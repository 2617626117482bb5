use crate::cli::ServeArgs;
use crate::infra::AppState;
use crate::routes::with_match_routes;
use astromatch::config::AppConfig;
use astromatch::error::AppError;
use astromatch::telemetry;
use astromatch::MatchEngine;
use axum::Extension;
use axum_prometheus::PrometheusMetricLayer;
use std::sync::atomic::Ordering;
use std::sync::Arc;
use tracing::info;

pub(crate) async fn run(mut args: ServeArgs) -> Result<(), AppError> {
    let mut config = AppConfig::load()?;

    if let Some(host) = args.host.take() {
        config.server.host = host;
    }
    if let Some(port) = args.port.take() {
        config.server.port = port;
    }

    telemetry::init(&config.telemetry)?;

    let (prometheus_layer, prometheus_handle) = PrometheusMetricLayer::pair();
    let readiness_flag = Arc::new(std::sync::atomic::AtomicBool::new(false));
    let app_state = AppState {
        readiness: readiness_flag.clone(),
        metrics: Arc::new(prometheus_handle),
    };

    let engine = Arc::new(MatchEngine::with_defaults());

    let app = with_match_routes(engine)
        .layer(Extension(app_state))
        .layer(prometheus_layer);

    let addr = config.server.socket_addr()?;
    let listener = tokio::net::TcpListener::bind(addr).await?;
    readiness_flag.store(true, Ordering::Release);

    info!(
        ?config.environment,
        %addr,
        default_context = ?config.matching.default_context,
        "match scoring service ready"
    );

    axum::serve(listener, app).await?;
    Ok(())
}
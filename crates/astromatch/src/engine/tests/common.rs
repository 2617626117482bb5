use crate::engine::{Adjustment, AnimalSign, MatchEngine, MatchResult, Person, SolarSign};

pub(super) fn engine() -> MatchEngine {
    MatchEngine::with_defaults()
}

pub(super) fn person(solar: SolarSign, animal: AnimalSign) -> Person {
    Person::new(solar, animal)
}

pub(super) fn score_pair(
    a_solar: SolarSign,
    a_animal: AnimalSign,
    b_solar: SolarSign,
    b_animal: AnimalSign,
) -> MatchResult {
    engine().score(&person(a_solar, a_animal), &person(b_solar, b_animal))
}

pub(super) fn find_adjustment<'a>(result: &'a MatchResult, name: &str) -> Option<&'a Adjustment> {
    result
        .breakdown
        .adjustments
        .iter()
        .find(|adjustment| adjustment.name == name)
}

pub(super) fn assert_close(actual: f64, expected: f64) {
    assert!(
        (actual - expected).abs() < 1e-9,
        "expected {expected}, got {actual}"
    );
}
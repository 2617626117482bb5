use super::rules::ClampRange;
use super::taxonomy::{Element, Modality, SolarSign};
use serde::{Deserialize, Serialize};

/// Band assigned by the curated consensus table.
#[derive(Debug, Clone, Copy, PartialEq, Eq, Serialize, Deserialize)]
#[serde(rename_all = "lowercase")]
pub enum ConsensusBand {
    High,
    Moderate,
    Challenging,
}

impl ConsensusBand {
    pub const fn midpoint(self) -> f64 {
        match self {
            ConsensusBand::High => 88.0,
            ConsensusBand::Moderate => 72.0,
            ConsensusBand::Challenging => 55.0,
        }
    }

    pub const fn label(self) -> &'static str {
        match self {
            ConsensusBand::High => "high",
            ConsensusBand::Moderate => "moderate",
            ConsensusBand::Challenging => "challenging",
        }
    }
}

#[derive(Debug, Clone, Copy, PartialEq)]
pub enum WesternSource {
    Seeded(ConsensusBand),
    Legacy,
}

/// Western sub-score before any cross-tradition blending.
#[derive(Debug, Clone, Copy, PartialEq)]
pub struct WesternAssessment {
    pub value: f64,
    pub source: WesternSource,
}

impl WesternAssessment {
    pub fn note(&self) -> String {
        match self.source {
            WesternSource::Seeded(band) => {
                format!("western pairing from seeded consensus ({} band)", band.label())
            }
            WesternSource::Legacy => "western pairing from element model".to_string(),
        }
    }
}

/// Curated consensus verdicts for well-known pairings. A hit here replaces
/// the element model entirely.
fn seeded_band(a: SolarSign, b: SolarSign) -> Option<ConsensusBand> {
    use ConsensusBand::{Challenging, High, Moderate};
    use SolarSign::*;
    let pair = if a.index() <= b.index() { (a, b) } else { (b, a) };
    let band = match pair {
        (Aries, Leo) => High,
        (Aries, Libra) => High,
        (Aries, Capricorn) => Challenging,
        (Taurus, Cancer) => High,
        (Taurus, Virgo) => Moderate,
        (Taurus, Scorpio) => High,
        (Taurus, Aquarius) => Challenging,
        (Gemini, Libra) => High,
        (Gemini, Sagittarius) => High,
        (Gemini, Aquarius) => High,
        (Gemini, Pisces) => Challenging,
        (Cancer, Scorpio) => High,
        (Cancer, Capricorn) => Moderate,
        (Leo, Scorpio) => Challenging,
        (Leo, Sagittarius) => High,
        (Leo, Aquarius) => Moderate,
        (Virgo, Sagittarius) => Challenging,
        (Virgo, Capricorn) => High,
        (Virgo, Pisces) => Moderate,
        (Libra, Pisces) => Moderate,
        (Scorpio, Pisces) => High,
        _ => return None,
    };
    Some(band)
}

fn element_pair_base(a: Element, b: Element) -> f64 {
    use Element::*;
    match (a, b) {
        (Air, Air) => 88.0,
        (Fire, Fire) => 86.0,
        (Water, Water) | (Earth, Earth) => 82.0,
        (Air, Fire) | (Fire, Air) => 85.0,
        (Water, Earth) | (Earth, Water) => 85.0,
        (Fire, Earth) | (Earth, Fire) => 74.0,
        (Air, Earth) | (Earth, Air) => 72.0,
        (Air, Water) | (Water, Air) => 70.0,
        (Fire, Water) | (Water, Fire) => 68.0,
    }
}

fn modality_tweak(a: Modality, b: Modality) -> f64 {
    use Modality::*;
    match (a, b) {
        (Fixed, Fixed) => -3.0,
        (Mutable, Mutable) => 2.0,
        (Cardinal, Mutable) | (Mutable, Cardinal) => 1.0,
        _ => 0.0,
    }
}

/// Hand-tuned corrections for pairs the element model misreads.
fn pair_nudge(a: SolarSign, b: SolarSign) -> f64 {
    use SolarSign::*;
    let pair = if a.index() <= b.index() { (a, b) } else { (b, a) };
    match pair {
        (Gemini, Aquarius) => 2.0,
        (Aries, Cancer) => -3.0,
        (Gemini, Virgo) => -2.0,
        (Leo, Scorpio) => -3.0,
        (Taurus, Scorpio) => -2.0,
        _ => 0.0,
    }
}

/// Scores a solar pairing: seeded consensus where available, otherwise the
/// element/modality model plus nudges, clamped to the side band.
pub fn assess(a: SolarSign, b: SolarSign, clamp: &ClampRange) -> WesternAssessment {
    if let Some(band) = seeded_band(a, b) {
        return WesternAssessment {
            value: clamp.clamp(band.midpoint()),
            source: WesternSource::Seeded(band),
        };
    }

    let base = element_pair_base(a.element(), b.element());
    let tweak = modality_tweak(a.modality(), b.modality());
    let nudge = pair_nudge(a, b);

    WesternAssessment {
        value: clamp.clamp(base + tweak + nudge),
        source: WesternSource::Legacy,
    }
}

#[cfg(test)]
mod tests {
    use super::*;

    fn side_clamp() -> ClampRange {
        ClampRange::new(55.0, 95.0)
    }

    #[test]
    fn seeded_pairs_use_band_midpoints() {
        let assessment = assess(SolarSign::Aquarius, SolarSign::Gemini, &side_clamp());
        assert_eq!(assessment.value, 88.0);
        assert_eq!(
            assessment.source,
            WesternSource::Seeded(ConsensusBand::High)
        );
        assert!(assessment.note().contains("seeded consensus"));
    }

    #[test]
    fn seeded_wins_over_legacy_nudge() {
        // Taurus-Scorpio carries a -2 nudge but the consensus verdict is High.
        let assessment = assess(SolarSign::Taurus, SolarSign::Scorpio, &side_clamp());
        assert_eq!(assessment.value, 88.0);
    }

    #[test]
    fn legacy_path_combines_base_and_modality() {
        // Leo-Leo: Fire-Fire 86, Fixed-Fixed -3.
        let assessment = assess(SolarSign::Leo, SolarSign::Leo, &side_clamp());
        assert_eq!(assessment.value, 83.0);
        assert_eq!(assessment.source, WesternSource::Legacy);
    }

    #[test]
    fn legacy_path_applies_pair_nudges() {
        // Aries-Cancer: Fire-Water 68, Cardinal-Cardinal 0, nudge -3.
        let assessment = assess(SolarSign::Aries, SolarSign::Cancer, &side_clamp());
        assert_eq!(assessment.value, 65.0);
    }

    #[test]
    fn assessment_is_symmetric() {
        for a in SolarSign::ALL {
            for b in SolarSign::ALL {
                assert_eq!(
                    assess(a, b, &side_clamp()).value,
                    assess(b, a, &side_clamp()).value,
                    "asymmetry for {a} x {b}"
                );
            }
        }
    }
}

━━━━━━━━━━━━━━━━━━━━━━━━━━━━━━

● **What you are asked to do**
Each line in the entries above, starting at the line with "element model misreads." and ending at the line with "let base = element_pair_base(a.element(), b.element());", is to be printed exactly, and only those lines.

● **Worked solution**
/// Hand-tuned corrections for pairs the element model misreads.
fn pair_nudge(a: SolarSign, b: SolarSign) -> f64 {
    use SolarSign::*;
    let pair = if a.index() <= b.index() { (a, b) } else { (b, a) };
    match pair {
        (Gemini, Aquarius) => 2.0,
        (Aries, Cancer) => -3.0,
        (Gemini, Virgo) => -2.0,
        (Leo, Scorpio) => -3.0,
        (Taurus, Scorpio) => -2.0,
        _ => 0.0,
    }
}

/// Scores a solar pairing: seeded consensus where available, otherwise the
/// element/modality model plus nudges, clamped to the side band.
pub fn assess(a: SolarSign, b: SolarSign, clamp: &ClampRange) -> WesternAssessment {
    if let Some(band) = seeded_band(a, b) {
        return WesternAssessment {
            value: clamp.clamp(band.midpoint()),
            source: WesternSource::Seeded(band),
        };
    }

    let base = element_pair_base(a.element(), b.element());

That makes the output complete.